Supplied data:

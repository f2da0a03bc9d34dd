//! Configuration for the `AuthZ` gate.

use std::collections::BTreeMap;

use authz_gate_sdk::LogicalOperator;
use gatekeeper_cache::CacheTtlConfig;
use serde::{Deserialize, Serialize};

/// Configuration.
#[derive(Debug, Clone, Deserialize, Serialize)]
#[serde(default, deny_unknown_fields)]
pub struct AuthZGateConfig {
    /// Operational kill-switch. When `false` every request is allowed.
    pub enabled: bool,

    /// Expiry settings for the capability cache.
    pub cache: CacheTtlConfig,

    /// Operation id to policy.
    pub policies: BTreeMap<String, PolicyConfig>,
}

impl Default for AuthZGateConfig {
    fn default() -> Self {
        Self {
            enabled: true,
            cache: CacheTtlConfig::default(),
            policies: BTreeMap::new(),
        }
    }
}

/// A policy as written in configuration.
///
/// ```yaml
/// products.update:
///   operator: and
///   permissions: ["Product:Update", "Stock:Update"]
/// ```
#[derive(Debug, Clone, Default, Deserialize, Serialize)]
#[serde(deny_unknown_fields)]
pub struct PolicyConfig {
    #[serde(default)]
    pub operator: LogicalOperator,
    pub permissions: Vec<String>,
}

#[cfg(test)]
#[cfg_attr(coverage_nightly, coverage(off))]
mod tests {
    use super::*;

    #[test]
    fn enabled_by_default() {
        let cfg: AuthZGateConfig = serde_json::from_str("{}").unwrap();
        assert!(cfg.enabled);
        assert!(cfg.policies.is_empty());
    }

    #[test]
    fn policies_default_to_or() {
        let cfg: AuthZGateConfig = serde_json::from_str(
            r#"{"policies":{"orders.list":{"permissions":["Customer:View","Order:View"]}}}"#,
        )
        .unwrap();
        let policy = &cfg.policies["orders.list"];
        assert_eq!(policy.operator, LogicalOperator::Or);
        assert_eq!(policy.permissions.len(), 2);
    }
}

Task item:
Reproduce every line above containing "permissions".

Your response:
///   permissions: ["Product:Update", "Stock:Update"]
    pub permissions: Vec<String>,
            r#"{"policies":{"orders.list":{"permissions":["Customer:View","Order:View"]}}}"#,
        assert_eq!(policy.permissions.len(), 2);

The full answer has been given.